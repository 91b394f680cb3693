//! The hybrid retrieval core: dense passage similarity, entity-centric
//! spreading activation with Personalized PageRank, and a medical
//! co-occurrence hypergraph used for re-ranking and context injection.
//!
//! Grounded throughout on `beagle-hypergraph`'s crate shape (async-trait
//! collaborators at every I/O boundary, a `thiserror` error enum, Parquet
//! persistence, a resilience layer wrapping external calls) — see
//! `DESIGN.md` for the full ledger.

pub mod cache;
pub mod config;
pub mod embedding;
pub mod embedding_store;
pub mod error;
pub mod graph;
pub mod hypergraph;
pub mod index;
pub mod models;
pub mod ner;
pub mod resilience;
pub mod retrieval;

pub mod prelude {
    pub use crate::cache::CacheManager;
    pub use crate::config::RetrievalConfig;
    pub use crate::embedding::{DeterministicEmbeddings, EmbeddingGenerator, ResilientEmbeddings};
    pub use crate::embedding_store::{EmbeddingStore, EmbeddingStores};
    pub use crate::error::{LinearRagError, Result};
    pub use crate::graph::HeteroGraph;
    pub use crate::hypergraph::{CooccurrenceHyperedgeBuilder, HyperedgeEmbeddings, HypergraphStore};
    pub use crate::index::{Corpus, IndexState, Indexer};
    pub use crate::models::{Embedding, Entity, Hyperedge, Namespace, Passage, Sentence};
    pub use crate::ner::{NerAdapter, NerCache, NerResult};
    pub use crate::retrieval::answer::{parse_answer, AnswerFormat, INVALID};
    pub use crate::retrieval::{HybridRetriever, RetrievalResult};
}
+ + + +
■ **WHAT THE EXERCISE ASKS**: After locating the line above that contains "and context injection.", write out that line and every later one exactly, through the last line of the material, and nothing else.

■ **YOUR RESPONSE**:
//! co-occurrence hypergraph used for re-ranking and context injection.
//!
//! Grounded throughout on `beagle-hypergraph`'s crate shape (async-trait
//! collaborators at every I/O boundary, a `thiserror` error enum, Parquet
//! persistence, a resilience layer wrapping external calls) — see
//! `DESIGN.md` for the full ledger.

pub mod cache;
pub mod config;
pub mod embedding;
pub mod embedding_store;
pub mod error;
pub mod graph;
pub mod hypergraph;
pub mod index;
pub mod models;
pub mod ner;
pub mod resilience;
pub mod retrieval;

pub mod prelude {
    pub use crate::cache::CacheManager;
    pub use crate::config::RetrievalConfig;
    pub use crate::embedding::{DeterministicEmbeddings, EmbeddingGenerator, ResilientEmbeddings};
    pub use crate::embedding_store::{EmbeddingStore, EmbeddingStores};
    pub use crate::error::{LinearRagError, Result};
    pub use crate::graph::HeteroGraph;
    pub use crate::hypergraph::{CooccurrenceHyperedgeBuilder, HyperedgeEmbeddings, HypergraphStore};
    pub use crate::index::{Corpus, IndexState, Indexer};
    pub use crate::models::{Embedding, Entity, Hyperedge, Namespace, Passage, Sentence};
    pub use crate::ner::{NerAdapter, NerCache, NerResult};
    pub use crate::retrieval::answer::{parse_answer, AnswerFormat, INVALID};
    pub use crate::retrieval::{HybridRetriever, RetrievalResult};
}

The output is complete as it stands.